I have to agree with this assessment of the value of Marketing. The ironic part is that I have worked in marketing or some related area for most of the last three decades. We call this “Selling Your Soul on the Installment Plan.” A little piece at a time. Fortunately for me, the corporate overlords for whom I currently toil are actually fairly decent: they make equipment for musicians, some of whom may create what Harry Chapin called “music to accompany the truth.” So I’m not too badly oppressed, compared to some. For instance: I noticed a while back that it is impossible to tell the difference between the flavors of Powerade sport drink and Speed Stick Deodorant scents. Don’t believe me? Okay, here’s a quiz.
What is the point of that? Well, somebody got paid good money to sit down and come up with trademarkable names for these products that would sound dramatic and exciting… and tell you precisely nothing about the product.
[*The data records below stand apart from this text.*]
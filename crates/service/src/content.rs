//! Which content rows appear on which page.

use sea_orm::{ColumnTrait, DatabaseConnection, EntityTrait, QueryFilter, QuerySelect};
use serde::Serialize;
use tracing::{debug, instrument};

use models::{hero_section, service, testimonial, training, trusted_company};

use crate::errors::ServiceError;
use crate::pagination::{self, Page, PageRequest};

/// Cap on each featured list on the home page.
pub const FEATURED_LIMIT: u64 = 6;
/// Cap on "related" rows on a detail page.
pub const RELATED_LIMIT: u64 = 3;

#[derive(Clone, Debug, Serialize)]
pub struct HomeContent {
    pub hero_section: Option<hero_section::Model>,
    pub services: Vec<service::Model>,
    pub trainings: Vec<training::Model>,
    pub trusted_companies: Vec<trusted_company::Model>,
    pub testimonials: Vec<testimonial::Model>,
}

#[derive(Clone, Debug, Serialize)]
pub struct ServiceDetail {
    pub service: service::Model,
    pub related_services: Vec<service::Model>,
}

#[derive(Clone, Debug, Serialize)]
pub struct TrainingDetail {
    pub training: training::Model,
    pub related_trainings: Vec<training::Model>,
    pub whatsapp_message: String,
}

#[instrument(skip(db))]
pub async fn home(db: &DatabaseConnection) -> Result<HomeContent, ServiceError> {
    let hero_section = hero_section::find_active(db).await?;
    let services = service::ordered()
        .filter(service::Column::IsFeatured.eq(true))
        .limit(FEATURED_LIMIT)
        .all(db)
        .await
        .map_err(ServiceError::db)?;
    let trainings = training::ordered()
        .filter(training::Column::IsFeatured.eq(true))
        .limit(FEATURED_LIMIT)
        .all(db)
        .await
        .map_err(ServiceError::db)?;
    let trusted_companies = trusted_company::ordered().all(db).await.map_err(ServiceError::db)?;
    let testimonials = testimonial::ordered()
        .filter(testimonial::Column::IsFeatured.eq(true))
        .limit(FEATURED_LIMIT)
        .all(db)
        .await
        .map_err(ServiceError::db)?;
    debug!(
        services = services.len(),
        trainings = trainings.len(),
        companies = trusted_companies.len(),
        testimonials = testimonials.len(),
        "home content loaded"
    );
    Ok(HomeContent { hero_section, services, trainings, trusted_companies, testimonials })
}

pub async fn list_services(db: &DatabaseConnection, req: PageRequest) -> Result<Page<service::Model>, ServiceError> {
    pagination::paginate(db, service::ordered(), req).await
}

pub async fn list_trainings(db: &DatabaseConnection, req: PageRequest) -> Result<Page<training::Model>, ServiceError> {
    pagination::paginate(db, training::ordered(), req).await
}

#[instrument(skip(db))]
pub async fn service_detail(db: &DatabaseConnection, id: i32) -> Result<ServiceDetail, ServiceError> {
    let service = service::Entity::find_by_id(id)
        .one(db)
        .await
        .map_err(ServiceError::db)?
        .ok_or_else(|| ServiceError::not_found("service"))?;
    let related_services = service::ordered()
        .filter(service::Column::Id.ne(id))
        .limit(RELATED_LIMIT)
        .all(db)
        .await
        .map_err(ServiceError::db)?;
    Ok(ServiceDetail { service, related_services })
}

#[instrument(skip(db))]
pub async fn training_detail(db: &DatabaseConnection, id: i32) -> Result<TrainingDetail, ServiceError> {
    let training = training::Entity::find_by_id(id)
        .one(db)
        .await
        .map_err(ServiceError::db)?
        .ok_or_else(|| ServiceError::not_found("training"))?;
    let related_trainings = training::ordered()
        .filter(training::Column::Id.ne(id))
        .limit(RELATED_LIMIT)
        .all(db)
        .await
        .map_err(ServiceError::db)?;
    let whatsapp_message = training.whatsapp_message();
    Ok(TrainingDetail { training, related_trainings, whatsapp_message })
}

#[cfg(test)]
mod tests {
    use super::*;
    use crate::test_support::{get_db, seed_service, seed_testimonial, seed_training};

    #[tokio::test]
    async fn home_caps_featured_lists_at_six() -> anyhow::Result<()> {
        let db = get_db().await?;
        for i in 0..8 {
            seed_service(&db, &format!("Service {i}"), true, i).await?;
            seed_training(&db, &format!("Training {i}"), true, i).await?;
            seed_testimonial(&db, &format!("Client {i}"), true).await?;
        }
        seed_service(&db, "Not featured", false, 0).await?;
        for (name, order) in [("Later", 2), ("Sooner", 1)] {
            let company = trusted_company::NewTrustedCompany {
                name: name.into(),
                logo: format!("companies/{}.png", name.to_lowercase()),
                order,
                ..Default::default()
            };
            trusted_company::create(&db, company).await?;
        }

        let home = home(&db).await?;
        assert_eq!(home.services.len(), 6);
        assert_eq!(home.trainings.len(), 6);
        assert_eq!(home.testimonials.len(), 6);
        assert!(home.services.iter().all(|s| s.is_featured));
        assert_eq!(home.services[0].name, "Service 0");
        assert!(home.hero_section.is_none());
        let names: Vec<_> = home.trusted_companies.iter().map(|c| c.name.as_str()).collect();
        assert_eq!(names, ["Sooner", "Later"]);
        Ok(())
    }

    #[tokio::test]
    async fn home_picks_first_active_hero() -> anyhow::Result<()> {
        let db = get_db().await?;
        let inactive = models::hero_section::NewHeroSection {
            title: "Old".into(),
            subtitle: "s".into(),
            description: "d".into(),
            is_active: false,
            ..Default::default()
        };
        models::hero_section::create(&db, inactive).await?;
        for title in ["First", "Second"] {
            let hero = models::hero_section::NewHeroSection {
                title: title.into(),
                subtitle: "s".into(),
                description: "d".into(),
                ..Default::default()
            };
            models::hero_section::create(&db, hero).await?;
        }
        let home = home(&db).await?;
        assert_eq!(home.hero_section.map(|h| h.title), Some("First".to_string()));
        Ok(())
    }

    #[tokio::test]
    async fn list_clamps_page_past_the_end() -> anyhow::Result<()> {
        let db = get_db().await?;
        for i in 0..20 {
            seed_service(&db, &format!("S{i:02}"), false, 0).await?;
        }
        let page = list_services(&db, PageRequest::new(50, pagination::PAGE_SIZE)).await?;
        assert_eq!(page.number, 3);
        assert_eq!(page.num_pages, 3);
        assert_eq!(page.items.len(), 2);
        assert!(!page.has_next);
        assert!(page.has_previous);
        Ok(())
    }

    #[tokio::test]
    async fn list_on_empty_table_is_one_empty_page() -> anyhow::Result<()> {
        let db = get_db().await?;
        let page = list_trainings(&db, PageRequest::new(4, pagination::PAGE_SIZE)).await?;
        assert_eq!(page.number, 1);
        assert_eq!(page.num_pages, 1);
        assert!(page.items.is_empty());
        Ok(())
    }

    #[tokio::test]
    async fn related_excludes_current_and_caps_at_three() -> anyhow::Result<()> {
        let db = get_db().await?;
        let mut ids = Vec::new();
        for i in 0..5 {
            ids.push(seed_training(&db, &format!("T{i}"), false, i).await?.id);
        }
        let detail = training_detail(&db, ids[0]).await?;
        assert_eq!(detail.related_trainings.len(), 3);
        assert!(detail.related_trainings.iter().all(|t| t.id != ids[0]));
        assert_eq!(
            detail.whatsapp_message,
            "Hi, I'm interested in T0 training. Please provide more details about enrollment."
        );
        Ok(())
    }

    #[tokio::test]
    async fn detail_missing_is_not_found() -> anyhow::Result<()> {
        let db = get_db().await?;
        assert!(matches!(service_detail(&db, 404).await, Err(ServiceError::NotFound(_))));
        Ok(())
    }
}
What does “Ice Storm” taste or smell like? The only item on the list that gives you any clue at all to what it’s like is “Fruity Melon”. Marketing. Ugh.
See, beyond the essential meaninglessness of most marketing efforts, there’s the fact that they routinely try to sell us things that no rational person would consider a good idea.
Last Monday, The Hollywood Bowl presented a screening of the Rocky Horror Picture Show, complete with on-stage recreation by “Midnight Insanity”. This is wrong. The Hollywood Bowl is a premiere arts institution, a performance venue for symphony orchestras and world-class artists. The Rocky Horror Picture Show, as much as I love it, is the antithesis of that. Respectability kills it. It’s supposed to be a weird little fringe thing that most people are all but oblivious to. But the marketing people saw a chance to make a few bucks and they went and legitimized it, and thereby pushed it another step toward embalming it.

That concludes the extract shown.